O açúcar continua sendo o principal produto de exportação da Região Administrativa de Ribeirão Preto. É o que aponta o Boletim Ceper/Fundace do mês de outubro. Nos últimos 12 meses, o valor exportado do produto aumentou aproximadamente 10% na comparação com os 12 meses anteriores. A alta está associada ao preço, que caiu cerca de 7% durante todo o ano.

Em Ribeirão Preto, a soja e derivados, minérios de estanho e derivados e itens relacionados à alimentação de animais são os principais produtos exportados em Ribeirão Preto. Além destes, destaca-se a exportação de instrumentos e equipamentos de saúde humana e animal que, apesar de ter perdido posição no ranking, continua sendo um dos cinco itens mais relevantes nas exportações do município.
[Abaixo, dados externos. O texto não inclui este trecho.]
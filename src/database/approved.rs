//! Approved config operations
//!
//! Approved rows are only written by [`ApprovedConfigOps::approve_config`];
//! re-approving the same `(name, config_type)` overwrites the snapshot.

use serde_json::Value;

use super::models::{ApprovedConfigRecord, ConfigType, DesignConfigRecord};
use super::{now, Database};

pub trait ApprovedConfigOps {
    fn approve_config(&self, source: &DesignConfigRecord, content: &Value, approver_id: i64) -> impl std::future::Future<Output = Result<ApprovedConfigRecord, sqlx::Error>> + Send;
    fn list_approved_configs(&self, config_type: ConfigType, skip: i64, limit: i64) -> impl std::future::Future<Output = Result<Vec<ApprovedConfigRecord>, sqlx::Error>> + Send;
    fn get_approved_config(&self, config_type: ConfigType, name: &str) -> impl std::future::Future<Output = Result<Option<ApprovedConfigRecord>, sqlx::Error>> + Send;
}

impl ApprovedConfigOps for Database {
    /// Upsert the snapshot and flag the source config, in one transaction.
    async fn approve_config(&self, source: &DesignConfigRecord, content: &Value, approver_id: i64) -> Result<ApprovedConfigRecord, sqlx::Error> {
        let content_json = serde_json::to_string(content)
            .map_err(|e| sqlx::Error::Encode(Box::new(e)))?;
        let timestamp = now();

        let mut tx = self.pool().begin().await?;

        let approved = sqlx::query_as::<_, ApprovedConfigRecord>(
            r#"
            INSERT INTO approved_configs (name, config_type, config_content, source_config_id,
                github_path, github_sha, description, tags, approved_by_id, approved_at, updated_at)
            VALUES (?, ?, ?, ?, ?, ?, ?, ?, ?, ?, NULL)
            ON CONFLICT(name, config_type) DO UPDATE SET
                config_content = excluded.config_content,
                source_config_id = excluded.source_config_id,
                github_path = excluded.github_path,
                github_sha = excluded.github_sha,
                description = excluded.description,
                tags = excluded.tags,
                approved_by_id = excluded.approved_by_id,
                updated_at = excluded.approved_at
            RETURNING *
            "#,
        )
        .bind(&source.name)
        .bind(&source.config_type)
        .bind(&content_json)
        .bind(source.id)
        .bind(&source.github_path)
        .bind(&source.github_sha)
        .bind(&source.description)
        .bind(&source.tags)
        .bind(approver_id)
        .bind(&timestamp)
        .fetch_one(&mut *tx)
        .await?;

        sqlx::query(
            "UPDATE configs SET is_approved = 1, approved_at = ?, approved_by_id = ? WHERE id = ?",
        )
        .bind(&timestamp)
        .bind(approver_id)
        .bind(source.id)
        .execute(&mut *tx)
        .await?;

        tx.commit().await?;
        Ok(approved)
    }

    async fn list_approved_configs(&self, config_type: ConfigType, skip: i64, limit: i64) -> Result<Vec<ApprovedConfigRecord>, sqlx::Error> {
        sqlx::query_as::<_, ApprovedConfigRecord>(
            "SELECT * FROM approved_configs WHERE config_type = ? ORDER BY id LIMIT ? OFFSET ?",
        )
        .bind(config_type.as_str())
        .bind(limit)
        .bind(skip)
        .fetch_all(self.pool())
        .await
    }

    async fn get_approved_config(&self, config_type: ConfigType, name: &str) -> Result<Option<ApprovedConfigRecord>, sqlx::Error> {
        sqlx::query_as::<_, ApprovedConfigRecord>(
            "SELECT * FROM approved_configs WHERE config_type = ? AND name = ?",
        )
        .bind(config_type.as_str())
        .bind(name)
        .fetch_optional(self.pool())
        .await
    }
}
Já o município de Sertãozinho continua com a maior participação nas exportações da Região Administrativa, tendo o açúcar em destaque. Em outro ponto, cabe destacar também a forte queda de 84% do valor exportado de álcool etílico, explicada pela diminuição da quantidade de álcool exportada.
"No País, em geral, nota-se expressivo aumento nos valores exportados de todos os itens, com exceção de carne, cujo valor exportado se manteve praticamente no mesmo patamar”, explica o pesquisador do Ceper e coordenador do estudo, Luciano Nakabashi.

Estado

No Estado de São Paulo, destaca-se o grande aumento do valor exportado de óleos brutos de petróleo (42%). Açúcar e automóveis também apresentaram variações positivas (18% e 22%, respectivamente). O aumento das exportações de automóveis reflete a recuperação econômica de importantes importadores deste item, como a Argentina, o que é considerada uma ótima notícia devido à importância da indústria automobilística no estado.

Enquanto isso, veículos aéreos e sumos de frutas apresentaram reduções de 11% e 8%, respectivamente. A queda das exportações de veículos aéreos ocorreu devido à diminuição do número de aeronaves exportadas pela Embraer.